Every sales manager wants to see a healthy, thriving pipeline. It means that the sales process is running smoothly, and that sales reps are going through each stage and each step efficiently.
Of course, not all sales pipelines are always in this condition. Many sales teams find themselves in the midst of a chaotic system, or a sales process that shows some or all of the common pipeline mistakes.
So how can you keep your sales pipeline in tip-top shape?
There are many best practices, which you must all take into serious consideration. But there is one question that you need to answer if you want to make sure that your sales pipeline is always in good health.
“How many leads do you need to add to your pipeline to hit your sales target?”
In the sales magical world, every lead you contact becomes an actual customer. So if you contact 20 prospects, you get 20 new customers. But that’s what makes it magical: that very rarely happens.
As we all know, not all leads convert to a closed deal. The initial 20 prospects might only yield five or two or even no buying customers.
This is obviously what you want to avoid: getting no closed deals. And so you need to know your “magic number” and figure out the number of leads you need to bring into the pipeline so you can meet your sales objectives.
And just how do you do this?
There’s a simple way to look at it, but you’ll need historical data. Look at your numbers from last month, particularly your lead conversion data. Say, for example, that you generated 120 leads last month, and out of those, 40 converted into actual sales.
So if you need to close 60 deals a month, then that means you’ll need to generate at least 180 leads.
Of course, it’s almost never this simple. You’ll need to factor in other variables like average deal size and quota per rep.
There’s a simple calculator that you can use. For it, you will need four numbers:
- The average revenue quota per rep, in the period, whether it’s a year, or a quarter, or a month.
- The average revenue per order, or per closed deal.
- The percent of their quota that the sales people generate naturally, without the help of leads. This revenue typically flows from repeat sales, from deeper penetration within the accounts, or from referrals.
- The conversion rate from qualified lead to sales. In the example above, the rate is 33%. This is the formula for computing for your lead conversion rate: Divide the number of actual deals closed by the total number of leads generated. Multiply that by 100.
Here’s an example of how the calculation is done:
“We are saying that each rep is on the hook to deliver $3 million in sales in the period. As a first calculation, subtract out the percentage of that revenue that the rep can produce without any leads supplied by marketing. In this example, it’s 40% self-generated, leaving 60%, or $1.8 million, that the rep needs help with from marketing.
We divide that remaining revenue by the average deal size, which is $60,000 in this example, to get the number of closed deals that each rep, on average, needs to complete to deliver on the revenue quota. In this example, it’s 30 deals.

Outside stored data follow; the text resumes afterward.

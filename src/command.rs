//! Cross-thread configuration commands.
//!
//! Foreign threads never touch a running stream's state directly. They
//! enqueue a `Command`; the capture thread drains the queue once per cycle
//! while it holds the pipeline lock and applies each command in FIFO order.

use anyhow::{anyhow, Result};
use crossbeam_channel::{Receiver, Sender};

use crate::chain::StageSelector;
use crate::ingest::InputSource;
use crate::params::ParamValue;
use crate::persist::SourceDescriptor;
use crate::stage::SharedStage;
use crate::transform::Region;

/// One queued mutation of stream state.
pub enum Command {
    ResizeTo { width: u32, height: u32 },
    SetRoi(Region),
    SetOutputRegion(Region),
    SetUseRoi(bool),
    SetMirror { mirror: bool, flip: bool },
    /// Build a source through the registry and swap it in.
    SetInputSource(SourceDescriptor),
    /// Swap in an already constructed source.
    ReplaceInputSource(Box<dyn InputSource>),
    SetCaptureResolution { width: u32, height: u32 },
    /// Insert at `index`, or append when `None`.
    AddStage { stage: SharedStage, index: Option<usize> },
    RemoveStage(StageSelector),
    SwapStages(usize, usize),
    SetStageActive { stage: StageSelector, active: bool },
    SetStageParameter { stage: StageSelector, name: String, value: ParamValue },
    /// Replace the whole chain, keeping stage names verbatim.
    RestoreStages(Vec<SharedStage>),
}

impl Command {
    /// Short label for logs.
    pub fn label(&self) -> &'static str {
        match self {
            Command::ResizeTo { .. } => "resize",
            Command::SetRoi(_) => "set-roi",
            Command::SetOutputRegion(_) => "set-output-region",
            Command::SetUseRoi(_) => "set-use-roi",
            Command::SetMirror { .. } => "set-mirror",
            Command::SetInputSource(_) => "set-input-source",
            Command::ReplaceInputSource(_) => "replace-input-source",
            Command::SetCaptureResolution { .. } => "set-capture-resolution",
            Command::AddStage { .. } => "add-stage",
            Command::RemoveStage(_) => "remove-stage",
            Command::SwapStages(..) => "swap-stages",
            Command::SetStageActive { .. } => "set-stage-active",
            Command::SetStageParameter { .. } => "set-stage-parameter",
            Command::RestoreStages(_) => "restore-stages",
        }
    }
}

/// Multi-producer handle for enqueuing commands. Cheap to clone and safe to
/// move to any thread.
#[derive(Clone)]
pub struct CommandSender {
    tx: Sender<Command>,
}

impl CommandSender {
    pub fn send(&self, command: Command) -> Result<()> {
        self.tx
            .send(command)
            .map_err(|err| anyhow!("command queue closed, dropped {}", err.0.label()))
    }
}

/// Unbounded FIFO of commands with a single consumer.
pub struct CommandQueue {
    tx: Sender<Command>,
    rx: Receiver<Command>,
}

impl CommandQueue {
    pub fn new() -> Self {
        let (tx, rx) = crossbeam_channel::unbounded();
        Self { tx, rx }
    }

    pub fn sender(&self) -> CommandSender {
        CommandSender {
            tx: self.tx.clone(),
        }
    }

    pub fn push(&self, command: Command) -> Result<()> {
        self.tx
            .send(command)
            .map_err(|err| anyhow!("command queue closed, dropped {}", err.0.label()))
    }

    pub fn len(&self) -> usize {
        self.rx.len()
    }

    pub fn is_empty(&self) -> bool {
        self.rx.is_empty()
    }

    /// Apply every command queued at the time of the call, oldest first.
    /// Commands that arrive meanwhile wait for the next drain.
    pub fn drain<F: FnMut(Command)>(&self, mut apply: F) -> usize {
        let pending = self.rx.len();
        let mut applied = 0;
        for _ in 0..pending {
            match self.rx.try_recv() {
                Ok(command) => {
                    apply(command);
                    applied += 1;
                }
                Err(_) => break,
            }
        }
        applied
    }
}

impl Default for CommandQueue {
    fn default() -> Self {
        Self::new()
    }
}

#[cfg(test)]
mod tests {
    use super::*;
    use std::thread;

    #[test]
    fn drain_is_fifo_across_producers() -> Result<()> {
        let queue = CommandQueue::new();
        let sender = queue.sender();
        let worker = thread::spawn(move || -> Result<()> {
            for i in 0..5u32 {
                sender.send(Command::ResizeTo {
                    width: i + 1,
                    height: 1,
                })?;
            }
            Ok(())
        });
        worker.join().expect("producer thread")?;
        queue.push(Command::SetUseRoi(true))?;

        let mut seen = Vec::new();
        let applied = queue.drain(|command| match command {
            Command::ResizeTo { width, .. } => seen.push(width),
            other => {
                assert_eq!(other.label(), "set-use-roi");
                seen.push(0);
            }
        });

        assert_eq!(applied, 6);
        assert_eq!(seen, vec![1, 2, 3, 4, 5, 0]);
        assert!(queue.is_empty());
        Ok(())
    }

    #[test]
    fn commands_pushed_during_drain_wait() -> Result<()> {
        let queue = CommandQueue::new();
        let sender = queue.sender();
        queue.push(Command::SetUseRoi(false))?;

        let applied = queue.drain(|_| {
            sender
                .send(Command::SetUseRoi(true))
                .expect("queue open");
        });

        assert_eq!(applied, 1);
        assert_eq!(queue.len(), 1);
        Ok(())
    }
}
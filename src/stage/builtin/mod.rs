mod adjust;
mod morphology;
mod threshold;

pub use adjust::ImageAdjustmentsStage;
pub use morphology::{MorphologyMode, MorphologyStage};
pub use threshold::ThresholdStage;

use super::shared;
use crate::registry::StageRegistry;

impl StageRegistry {
    /// Registry pre-populated with every built-in stage type.
    pub fn with_builtin_stages() -> Self {
        let mut registry = Self::new("stage");
        registry.register(ThresholdStage::TYPE_NAME, |_| shared(ThresholdStage::new()));
        registry.register(ImageAdjustmentsStage::TYPE_NAME, |_| {
            shared(ImageAdjustmentsStage::new())
        });
        registry.register(MorphologyStage::TYPE_NAME, |_| shared(MorphologyStage::new()));
        registry
    }
}
//! Stage contract.
//!
//! A stage is one named, independently configurable unit of work in a chain.
//! It mutates the cycle's `FrameBundle` in place and then publishes its own
//! output to listeners.
//!
//! Lifecycle: created, `setup()` at least once, toggled active/inactive any
//! number of times, removed. `setup()` runs again after every processing
//! size change before the next `process()`.

mod builtin;

use std::sync::{Arc, Mutex, Weak};

use anyhow::{anyhow, Result};
use image::{DynamicImage, GenericImageView};

use crate::chain::ChainContext;
use crate::events::{StageListeners, StageOutput};
use crate::frame::FrameBundle;
use crate::params::{ParamValue, Parameter, ParameterGroup};

pub use builtin::{ImageAdjustmentsStage, MorphologyMode, MorphologyStage, ThresholdStage};

/// Parameter key holding the stage type name in `describe()`.
pub const TYPE_KEY: &str = "type";
/// Parameter key holding the activation flag in `describe()`.
pub const ACTIVE_KEY: &str = "active";

/// Shared stage handle. The chain and any observers hold clones.
pub type SharedStage = Arc<Mutex<dyn Stage>>;

/// Wrap a concrete stage into a shared handle.
pub fn shared<S: Stage + 'static>(stage: S) -> SharedStage {
    Arc::new(Mutex::new(stage))
}

/// Unit of work applied to each frame.
///
/// Implementors provide access to their `StageCore` plus `type_name` and
/// `process`. Everything else has defaults built on the core.
pub trait Stage: Send {
    fn core(&self) -> &StageCore;
    fn core_mut(&mut self) -> &mut StageCore;

    /// Registry name of the stage type.
    fn type_name(&self) -> &'static str;

    /// Transform the bundle in place. Must write `result` on success.
    fn process(&mut self, frame: &mut FrameBundle) -> Result<()>;

    /// Stage-specific parameters, excluding name and activation.
    fn parameters(&self) -> Vec<Parameter> {
        Vec::new()
    }

    fn set_parameter(&mut self, name: &str, value: &ParamValue) -> Result<()> {
        Err(anyhow!(
            "{} has no parameter '{}' (value {})",
            self.type_name(),
            name,
            value
        ))
    }

    /// Hook for stage-specific allocation, run at the end of `setup()`.
    fn on_setup(&mut self) {}

    /// (Re)allocate buffers for the current processing size. Idempotent.
    fn setup(&mut self) {
        self.core_mut().allocate();
        self.on_setup();
    }

    fn set_process_size(&mut self, width: u32, height: u32) {
        self.core_mut().set_size(width, height);
        self.setup();
    }

    /// Fire fast and safe output notifications for the last `process()`.
    fn notify_events(&mut self) {
        self.core_mut().notify();
    }

    fn name(&self) -> &str {
        self.core().name()
    }

    fn set_name(&mut self, name: &str) {
        self.core_mut().name = name.to_string();
    }

    fn is_active(&self) -> bool {
        self.core().active
    }

    fn set_active(&mut self, active: bool) {
        self.core_mut().active = active;
    }

    /// Last output written by `process()`.
    fn output(&self) -> &DynamicImage {
        &self.core().output
    }

    /// Parameter group holding type, activation and stage parameters.
    fn describe(&self) -> ParameterGroup {
        let mut group = ParameterGroup::new(self.name());
        group.add(Parameter::new(TYPE_KEY, self.type_name()));
        group.add(Parameter::new(ACTIVE_KEY, self.is_active()));
        for parameter in self.parameters() {
            group.add(parameter);
        }
        group
    }

    /// Apply a list of parameters. Every entry is attempted; the first
    /// failure is returned after the rest were applied.
    fn apply_parameters(&mut self, parameters: &[Parameter]) -> Result<()> {
        let mut first_error = None;
        for parameter in parameters {
            let outcome = match parameter.name.as_str() {
                TYPE_KEY => Ok(()),
                ACTIVE_KEY => crate::params::expect_bool(ACTIVE_KEY, &parameter.value)
                    .map(|active| self.set_active(active)),
                name => self.set_parameter(name, &parameter.value),
            };
            if let Err(err) = outcome {
                log::warn!("{}: {:#}", self.name(), err);
                first_error.get_or_insert(err);
            }
        }
        match first_error {
            Some(err) => Err(err),
            None => Ok(()),
        }
    }
}

// ----------------------------------------------------------------------------
// StageCore
// ----------------------------------------------------------------------------

/// State every stage carries: identity, activation, sized output buffer,
/// listeners and the back-reference to the owning chain.
pub struct StageCore {
    name: String,
    active: bool,
    width: u32,
    height: u32,
    output: DynamicImage,
    listeners: StageListeners,
    context: Weak<ChainContext>,
}

impl StageCore {
    pub fn new(name: &str) -> Self {
        Self {
            name: name.to_string(),
            active: true,
            width: 0,
            height: 0,
            output: DynamicImage::new_luma8(0, 0),
            listeners: StageListeners::default(),
            context: Weak::new(),
        }
    }

    pub fn name(&self) -> &str {
        &self.name
    }

    pub fn size(&self) -> (u32, u32) {
        (self.width, self.height)
    }

    pub(crate) fn set_size(&mut self, width: u32, height: u32) {
        self.width = width;
        self.height = height;
    }

    /// Resize the output buffer when its dimensions differ from the
    /// processing size. A matching buffer is left as is.
    pub fn allocate(&mut self) {
        if self.output.dimensions() != (self.width, self.height) {
            self.output = DynamicImage::new_luma8(self.width, self.height);
        }
    }

    /// Store `image` as this stage's output and write it to the bundle.
    pub fn publish(&mut self, frame: &mut FrameBundle, image: DynamicImage) {
        frame.publish(&image);
        self.output = image;
    }

    pub fn listeners_mut(&mut self) -> &mut StageListeners {
        &mut self.listeners
    }

    /// The owning chain, while attached.
    pub fn context(&self) -> Option<Arc<ChainContext>> {
        self.context.upgrade()
    }

    pub(crate) fn attach(&mut self, context: &Arc<ChainContext>) {
        self.context = Arc::downgrade(context);
    }

    pub(crate) fn detach(&mut self) {
        self.context = Weak::new();
    }

    fn notify(&mut self) {
        let context = self.context.upgrade();
        let output = StageOutput {
            chain: context.as_deref().map(ChainContext::name).unwrap_or(""),
            stage: &self.name,
            image: &self.output,
        };
        self.listeners.notify(&output);
    }
}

Finally, we divide the number of deals required by the lead-to-sales conversion rate, which is 20% in this example. Voila. Now we know that each reps needs, on average, 150 qualified leads to make quota.”
By determining the number of leads you need to hit target, you avoid the common sales pipeline pitfall: shrinkage or drying up. This means there are not enough leads or prospects coming in and in a few months’ time, the pipeline is empty with leads. And this causes the whole process to stop—because zero prospects means zero opportunities and zero things to work on.
You can’t afford for your pipeline to dry up, and so you’ll need to always try to generate leads and qualify them very well. This way, you get the healthy, thriving sales pipeline all sales managers aim for. Good luck!